What is needed here is a word-for-word copy of all the entries below.

Stored data entries »
"""

//! Centralized path management for the tagstore CLI
//!
//! Data (the SQLite database) and configuration live in separate platform
//! directories.

use std::path::PathBuf;

/// The name of the application directory used across all platforms
const APP_DIR: &str = "tagstore";

/// The name of the database file
const DATABASE_FILE: &str = "tagstore.db";

/// Returns the base data directory for the application
///
/// On Linux this is `~/.local/share/tagstore`; on Windows `%APPDATA%/tagstore`.
/// Falls back to `.tagstore` in the current directory.
pub fn get_data_dir() -> PathBuf {
    dirs::data_dir()
        .map(|d| d.join(APP_DIR))
        .unwrap_or_else(|| PathBuf::from(".tagstore"))
}

/// Returns the default path of the tag database
pub fn get_database_path() -> PathBuf {
    get_data_dir().join(DATABASE_FILE)
}

pub fn get_config_dir() -> PathBuf {
    dirs::config_dir()
        .map(|d| d.join(APP_DIR))
        .unwrap_or_else(|| PathBuf::from(".tagstore"))
}

pub fn get_config_path() -> PathBuf {
    get_config_dir().join("config.toml")
}

#[cfg(test)]
mod tests {
    use super::*;

    #[test]
    fn test_database_path_is_in_data_dir() {
        let db_path = get_database_path();
        let data_dir = get_data_dir();

        assert!(
            db_path.starts_with(&data_dir),
            "Database path {} should be under data dir {}",
            db_path.display(),
            data_dir.display()
        );
    }

    #[test]
    fn test_database_path_has_correct_filename() {
        assert_eq!(
            get_database_path().file_name().and_then(|n| n.to_str()),
            Some(DATABASE_FILE)
        );
    }

    #[test]
    fn test_config_path_is_in_config_dir() {
        let config_path = get_config_path();
        assert!(config_path.starts_with(get_config_dir()));
        assert!(config_path.to_string_lossy().contains(APP_DIR));
    }
}
//! Core traits for the digest collaborator

use crate::Result;
use async_trait::async_trait;

/// Deterministic digest provider used for tag identity
///
/// Implementations must be pure: the same text always yields the same
/// components in the same order.
#[async_trait]
pub trait DigestService: Send + Sync {
    /// Algorithm identifier, used in logs and errors
    fn algorithm(&self) -> &str;

    /// Digest `text` into an ordered sequence of components
    async fn digest(&self, text: &str) -> Result<Vec<String>>;
}

/// Core trait that all built-in digest algorithms implement
pub trait WordAlgorithm: Send + Sync {
    /// Unique identifier for this algorithm
    fn id(&self) -> &'static str;

    /// Digest bytes into big-endian 32-bit words
    fn digest_words(&self, data: &[u8]) -> Vec<u32>;
}
//! Save strategies for tag records
//!
//! [`DefaultPersistence`] applies a patch and hands the record to the
//! repository. [`crate::reconciler::TagReconciler`] wraps it to keep ids in
//! step with names.

use crate::Result;
use crate::identity::validate_name;
use crate::model::{Tag, TagPatch};
use crate::repository::TagRepository;
use crate::sanitize::escape_attributes;
use async_trait::async_trait;
use std::sync::Arc;

/// Strategy used to persist a tag record with optional changes
#[async_trait]
pub trait TagPersistence: Send + Sync {
    async fn persist(&self, record: Tag, patch: Option<&TagPatch>) -> Result<Tag>;
}

/// Apply-and-save persistence with no identity handling
#[derive(Clone)]
pub struct DefaultPersistence {
    repository: Arc<dyn TagRepository>,
    escape_attributes: bool,
}

impl DefaultPersistence {
    pub fn new(repository: Arc<dyn TagRepository>) -> Self {
        Self {
            repository,
            escape_attributes: true,
        }
    }

    /// Toggle HTML escaping of incoming attribute strings
    pub fn with_escaping(mut self, enabled: bool) -> Self {
        self.escape_attributes = enabled;
        self
    }

    pub fn repository(&self) -> &Arc<dyn TagRepository> {
        &self.repository
    }

    pub fn escapes_attributes(&self) -> bool {
        self.escape_attributes
    }

    /// Merge `patch` into `record`
    ///
    /// Only incoming attribute values are escaped, so stored values are
    /// never escaped twice.
    pub fn apply_patch(&self, record: &mut Tag, patch: &TagPatch) -> Result<()> {
        if let Some(name) = &patch.name {
            validate_name(name)?;
            record.name = name.clone();
        }
        if let Some(profile_id) = &patch.profile_id {
            record.profile_id = profile_id.clone();
        }
        if let Some(trash_state) = patch.trash_state {
            record.trash_state = trash_state;
        }

        let attributes = if self.escape_attributes {
            escape_attributes(&patch.attributes)
        } else {
            patch.attributes.clone()
        };
        record.attributes.extend(attributes);
        Ok(())
    }
}

#[async_trait]
impl TagPersistence for DefaultPersistence {
    async fn persist(&self, mut record: Tag, patch: Option<&TagPatch>) -> Result<Tag> {
        if let Some(patch) = patch {
            self.apply_patch(&mut record, patch)?;
        }
        record.require_id()?;
        self.repository.save(record).await
    }
}
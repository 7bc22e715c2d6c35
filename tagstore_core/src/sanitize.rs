//! HTML escaping of opaque tag attributes

use crate::model::Attributes;
use serde_json::Value;

/// Escape every string inside `attributes`, descending into arrays and objects
pub fn escape_attributes(attributes: &Attributes) -> Attributes {
    attributes
        .iter()
        .map(|(key, value)| (key.clone(), escape_value(value)))
        .collect()
}

fn escape_value(value: &Value) -> Value {
    match value {
        Value::String(text) => Value::String(html_escape::encode_safe(text).into_owned()),
        Value::Array(items) => Value::Array(items.iter().map(escape_value).collect()),
        Value::Object(map) => Value::Object(
            map.iter()
                .map(|(key, value)| (key.clone(), escape_value(value)))
                .collect(),
        ),
        other => other.clone(),
    }
}
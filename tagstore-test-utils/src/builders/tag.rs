//! Builder for tag records

use serde_json::Value;
use tagstore_core::{Attributes, IdentityService, Result, Tag, TrashState};

/// Fluent builder for [`Tag`] fixtures
#[derive(Debug, Clone)]
pub struct TagBuilder {
    id: Option<String>,
    name: String,
    profile_id: String,
    trash_state: TrashState,
    attributes: Attributes,
}

impl TagBuilder {
    /// Start a builder for an unsaved tag in profile `p1`
    pub fn new(name: &str) -> Self {
        Self {
            id: None,
            name: name.to_string(),
            profile_id: "p1".to_string(),
            trash_state: TrashState::Active,
            attributes: Attributes::new(),
        }
    }

    pub fn with_id(mut self, id: &str) -> Self {
        self.id = Some(id.to_string());
        self
    }

    pub fn with_profile(mut self, profile_id: &str) -> Self {
        self.profile_id = profile_id.to_string();
        self
    }

    pub fn with_trash_state(mut self, trash_state: TrashState) -> Self {
        self.trash_state = trash_state;
        self
    }

    pub fn with_attribute(mut self, key: &str, value: Value) -> Self {
        self.attributes.insert(key.to_string(), value);
        self
    }

    pub fn build(self) -> Tag {
        Tag {
            id: self.id,
            name: self.name,
            profile_id: self.profile_id,
            trash_state: self.trash_state,
            attributes: self.attributes,
        }
    }

    /// Build the tag with the canonical id for its name
    pub async fn build_stored(self, identity: &IdentityService) -> Result<Tag> {
        let id = identity.compute_id(&self.name).await?;
        Ok(self.with_id(&id).build())
    }
}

"""

Solution to the exercise »
//! Centralized path management for the tagstore CLI
//!
//! Data (the SQLite database) and configuration live in separate platform
//! directories.

use std::path::PathBuf;

/// The name of the application directory used across all platforms
const APP_DIR: &str = "tagstore";

/// The name of the database file
const DATABASE_FILE: &str = "tagstore.db";

/// Returns the base data directory for the application
///
/// On Linux this is `~/.local/share/tagstore`; on Windows `%APPDATA%/tagstore`.
/// Falls back to `.tagstore` in the current directory.
pub fn get_data_dir() -> PathBuf {
    dirs::data_dir()
        .map(|d| d.join(APP_DIR))
        .unwrap_or_else(|| PathBuf::from(".tagstore"))
}

/// Returns the default path of the tag database
pub fn get_database_path() -> PathBuf {
    get_data_dir().join(DATABASE_FILE)
}

pub fn get_config_dir() -> PathBuf {
    dirs::config_dir()
        .map(|d| d.join(APP_DIR))
        .unwrap_or_else(|| PathBuf::from(".tagstore"))
}

pub fn get_config_path() -> PathBuf {
    get_config_dir().join("config.toml")
}

#[cfg(test)]
mod tests {
    use super::*;

    #[test]
    fn test_database_path_is_in_data_dir() {
        let db_path = get_database_path();
        let data_dir = get_data_dir();

        assert!(
            db_path.starts_with(&data_dir),
            "Database path {} should be under data dir {}",
            db_path.display(),
            data_dir.display()
        );
    }

    #[test]
    fn test_database_path_has_correct_filename() {
        assert_eq!(
            get_database_path().file_name().and_then(|n| n.to_str()),
            Some(DATABASE_FILE)
        );
    }

    #[test]
    fn test_config_path_is_in_config_dir() {
        let config_path = get_config_path();
        assert!(config_path.starts_with(get_config_dir()));
        assert!(config_path.to_string_lossy().contains(APP_DIR));
    }
}
//! Core traits for the digest collaborator

use crate::Result;
use async_trait::async_trait;

/// Deterministic digest provider used for tag identity
///
/// Implementations must be pure: the same text always yields the same
/// components in the same order.
#[async_trait]
pub trait DigestService: Send + Sync {
    /// Algorithm identifier, used in logs and errors
    fn algorithm(&self) -> &str;

    /// Digest `text` into an ordered sequence of components
    async fn digest(&self, text: &str) -> Result<Vec<String>>;
}

/// Core trait that all built-in digest algorithms implement
pub trait WordAlgorithm: Send + Sync {
    /// Unique identifier for this algorithm
    fn id(&self) -> &'static str;

    /// Digest bytes into big-endian 32-bit words
    fn digest_words(&self, data: &[u8]) -> Vec<u32>;
}
//! Save strategies for tag records
//!
//! [`DefaultPersistence`] applies a patch and hands the record to the
//! repository. [`crate::reconciler::TagReconciler`] wraps it to keep ids in
//! step with names.

use crate::Result;
use crate::identity::validate_name;
use crate::model::{Tag, TagPatch};
use crate::repository::TagRepository;
use crate::sanitize::escape_attributes;
use async_trait::async_trait;
use std::sync::Arc;

/// Strategy used to persist a tag record with optional changes
#[async_trait]
pub trait TagPersistence: Send + Sync {
    async fn persist(&self, record: Tag, patch: Option<&TagPatch>) -> Result<Tag>;
}

/// Apply-and-save persistence with no identity handling
#[derive(Clone)]
pub struct DefaultPersistence {
    repository: Arc<dyn TagRepository>,
    escape_attributes: bool,
}

impl DefaultPersistence {
    pub fn new(repository: Arc<dyn TagRepository>) -> Self {
        Self {
            repository,
            escape_attributes: true,
        }
    }

    /// Toggle HTML escaping of incoming attribute strings
    pub fn with_escaping(mut self, enabled: bool) -> Self {
        self.escape_attributes = enabled;
        self
    }

    pub fn repository(&self) -> &Arc<dyn TagRepository> {
        &self.repository
    }

    pub fn escapes_attributes(&self) -> bool {
        self.escape_attributes
    }

    /// Merge `patch` into `record`
    ///
    /// Only incoming attribute values are escaped, so stored values are
    /// never escaped twice.
    pub fn apply_patch(&self, record: &mut Tag, patch: &TagPatch) -> Result<()> {
        if let Some(name) = &patch.name {
            validate_name(name)?;
            record.name = name.clone();
        }
        if let Some(profile_id) = &patch.profile_id {
            record.profile_id = profile_id.clone();
        }
        if let Some(trash_state) = patch.trash_state {
            record.trash_state = trash_state;
        }

        let attributes = if self.escape_attributes {
            escape_attributes(&patch.attributes)
        } else {
            patch.attributes.clone()
        };
        record.attributes.extend(attributes);
        Ok(())
    }
}

#[async_trait]
impl TagPersistence for DefaultPersistence {
    async fn persist(&self, mut record: Tag, patch: Option<&TagPatch>) -> Result<Tag> {
        if let Some(patch) = patch {
            self.apply_patch(&mut record, patch)?;
        }
        record.require_id()?;
        self.repository.save(record).await
    }
}
repository 7bc22e715c2d6c35
filename tagstore_core/src/sanitize.rs
//! HTML escaping of opaque tag attributes

use crate::model::Attributes;
use serde_json::Value;

/// Escape every string inside `attributes`, descending into arrays and objects
pub fn escape_attributes(attributes: &Attributes) -> Attributes {
    attributes
        .iter()
        .map(|(key, value)| (key.clone(), escape_value(value)))
        .collect()
}

fn escape_value(value: &Value) -> Value {
    match value {
        Value::String(text) => Value::String(html_escape::encode_safe(text).into_owned()),
        Value::Array(items) => Value::Array(items.iter().map(escape_value).collect()),
        Value::Object(map) => Value::Object(
            map.iter()
                .map(|(key, value)| (key.clone(), escape_value(value)))
                .collect(),
        ),
        other => other.clone(),
    }
}
filename tagstore-test-utils/src/builders/tag.rs
//! Builder for tag records

use serde_json::Value;
use tagstore_core::{Attributes, IdentityService, Result, Tag, TrashState};

/// Fluent builder for [`Tag`] fixtures
#[derive(Debug, Clone)]
pub struct TagBuilder {
    id: Option<String>,
    name: String,
    profile_id: String,
    trash_state: TrashState,
    attributes: Attributes,
}

impl TagBuilder {
    /// Start a builder for an unsaved tag in profile `p1`
    pub fn new(name: &str) -> Self {
        Self {
            id: None,
            name: name.to_string(),
            profile_id: "p1".to_string(),
            trash_state: TrashState::Active,
            attributes: Attributes::new(),
        }
    }

    pub fn with_id(mut self, id: &str) -> Self {
        self.id = Some(id.to_string());
        self
    }

    pub fn with_profile(mut self, profile_id: &str) -> Self {
        self.profile_id = profile_id.to_string();
        self
    }

    pub fn with_trash_state(mut self, trash_state: TrashState) -> Self {
        self.trash_state = trash_state;
        self
    }

    pub fn with_attribute(mut self, key: &str, value: Value) -> Self {
        self.attributes.insert(key.to_string(), value);
        self
    }

    pub fn build(self) -> Tag {
        Tag {
            id: self.id,
            name: self.name,
            profile_id: self.profile_id,
            trash_state: self.trash_state,
            attributes: self.attributes,
        }
    }

    /// Build the tag with the canonical id for its name
    pub async fn build_stored(self, identity: &IdentityService) -> Result<Tag> {
        let id = identity.compute_id(&self.name).await?;
        Ok(self.with_id(&id).build())
    }
}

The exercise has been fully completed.